Right now I'm taking an introductory E&M class that uses Purcell's book "Electricity and Magnetism." The chapter we're covering focuses on deriving the Lorentz force law for moving charges using SR arguments. This is confusing because we've never covered SR before, so I have a lot of difficulty going through the appropriate transformations and understanding what's going on. One problem that is troubling me a lot goes like this:

Consider the trajectory of a charged particle moving with a speed 0.8c in the x direction when it enters a large region in which there is a uniform electric field in the y direction. Show that the x velocity of the particle must actually decrease. What about the x component of momentum?

This is totally counterintuitive to me, and if someone could explain it for me I would really appreciate it.

 

[pervect]

In the coordinate system where the particle is moving at .8c, is the electric field stationary? If so, there should be no magnetic field, and thus no reason for the momentum of the particle in the x direction to change.

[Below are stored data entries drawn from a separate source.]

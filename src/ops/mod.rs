pub mod tree_ops;
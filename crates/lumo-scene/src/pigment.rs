//! Pigments: position-dependent intrinsic surface color.

use crate::color::{object_color, ObjectColor};
use crate::error::Result;
use crate::transform::{TransformChain, TransformHandle};
use lumo_math::{transform_point, Point3};
use std::sync::{Arc, PoisonError, RwLock};

/// The closed set of color fields: functions from a local-space position
/// to an object color.
#[derive(Debug, Clone)]
pub enum ColorField {
    /// The same color everywhere.
    Constant(ObjectColor),
}

impl ColorField {
    fn eval(&self, _point: &Point3) -> ObjectColor {
        match self {
            ColorField::Constant(c) => *c,
        }
    }
}

/// A color field with its own placement.
///
/// A pigment owns a transform chain so that *where* the field is sampled
/// can be remapped independently of the surface that wears it; a node
/// that is moved forwards its transforms to its pigment so the color
/// rides along with the geometry.
#[derive(Debug)]
pub struct Pigment {
    field: ColorField,
    chain: TransformChain,
}

impl Pigment {
    /// Pigment over an arbitrary field.
    pub fn new(field: ColorField) -> Self {
        Self {
            field,
            chain: TransformChain::new(),
        }
    }

    /// Opaque constant color from RGB.
    pub fn constant(r: f64, g: f64, b: f64) -> Self {
        Self::new(ColorField::Constant(object_color(r, g, b, 0.0, 0.0)))
    }

    /// The pigment's own transform chain.
    pub fn chain_mut(&mut self) -> &mut TransformChain {
        &mut self.chain
    }

    /// Append a shared transform handle, as broadcast from the node that
    /// wears this pigment.
    pub fn add_transform(&mut self, handle: TransformHandle) {
        self.chain.push(handle);
    }

    /// Recompute the cached placement matrices.
    pub fn prepare_render(&mut self) -> Result<()> {
        self.chain.prepare_render()
    }

    /// Evaluate the field at a world-space position, mapping it through
    /// the pigment's own inverse placement first.
    pub fn eval(&self, point: &Point3) -> ObjectColor {
        let local = transform_point(self.chain.local_from_world(), point);
        self.field.eval(&local)
    }

    /// Move the pigment behind a shared handle so siblings can reuse it.
    pub fn into_shared(self) -> SharedPigment {
        Arc::new(RwLock::new(self))
    }
}

/// Shared ownership of a pigment: one pigment instance may be worn by
/// several sibling nodes.
pub type SharedPigment = Arc<RwLock<Pigment>>;

/// Read-side access helper that shrugs off lock poisoning (a pigment
/// holds no invariants that a panicked writer could break).
pub(crate) fn read_pigment<R>(p: &SharedPigment, f: impl FnOnce(&Pigment) -> R) -> R {
    f(&p.read().unwrap_or_else(PoisonError::into_inner))
}

/// Write-side access helper.
pub(crate) fn write_pigment<R>(p: &SharedPigment, f: impl FnOnce(&mut Pigment) -> R) -> R {
    f(&mut p.write().unwrap_or_else(PoisonError::into_inner))
}

#[cfg(test)]
mod tests {
    use super::*;
    use approx::assert_relative_eq;

    #[test]
    fn test_constant_is_position_independent() {
        let mut pig = Pigment::constant(1.0, 0.5, 0.25);
        pig.prepare_render().unwrap();
        let a = pig.eval(&Point3::origin());
        let b = pig.eval(&Point3::new(100.0, -3.0, 9.0));
        assert_relative_eq!(a[0], 1.0, epsilon = 1e-12);
        assert_relative_eq!(a[1], 0.5, epsilon = 1e-12);
        assert_relative_eq!(a[2], 0.25, epsilon = 1e-12);
        assert_eq!(a, b);
        // filter/transmit default to opaque
        assert_eq!(a[3], 0.0);
        assert_eq!(a[4], 0.0);
    }

    #[test]
    fn test_pigment_has_own_placement() {
        let mut pig = Pigment::constant(0.0, 1.0, 0.0);
        pig.chain_mut().translate(5.0, 0.0, 0.0);
        // A constant field cannot show the remap, but preparing must
        // still succeed and evaluation still run through the inverse.
        pig.prepare_render().unwrap();
        let c = pig.eval(&Point3::new(5.0, 0.0, 0.0));
        assert_relative_eq!(c[1], 1.0, epsilon = 1e-12);
    }

    #[test]
    fn test_shared_pigment_reused_across_holders() {
        let shared = Pigment::constant(0.2, 0.4, 0.6).into_shared();
        let other = Arc::clone(&shared);
        write_pigment(&shared, |p| p.prepare_render()).unwrap();
        let a = read_pigment(&shared, |p| p.eval(&Point3::origin()));
        let b = read_pigment(&other, |p| p.eval(&Point3::origin()));
        assert_eq!(a, b);
    }
}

If the electric field was moving, it'd be a different story.

 

[eck]

I'm not sure what you mean by the field being stationary. If you're asking if the electric field varies with time, then the answer is no. The observer seeing the electron moving past at 0.8c measures no magnetic field. In the reference frame of the particle, however, there is a magnetic force caused by the lorentz contraction of the field lines. In fact, the Lorentz force equation is the definition for the magnetic field. From my book: "It will turn out that a field B with [the properties of the Lorentz force equation] must exist if the forces between electric charges obey the postulates of special relativity."

 

[eck]

I think I just figured it out. The quantity c^2p^2 - E^2 is not changed by the Lorentz transformation, so it seems like a good equation to start from. Since the electric field does work on the particle the energy term gets bigger, which means the momentum term must get smaller. Because the particle gains y-velocity, the x-velocity must decrease if the momentum is going to decrease. Does this sound reasonable?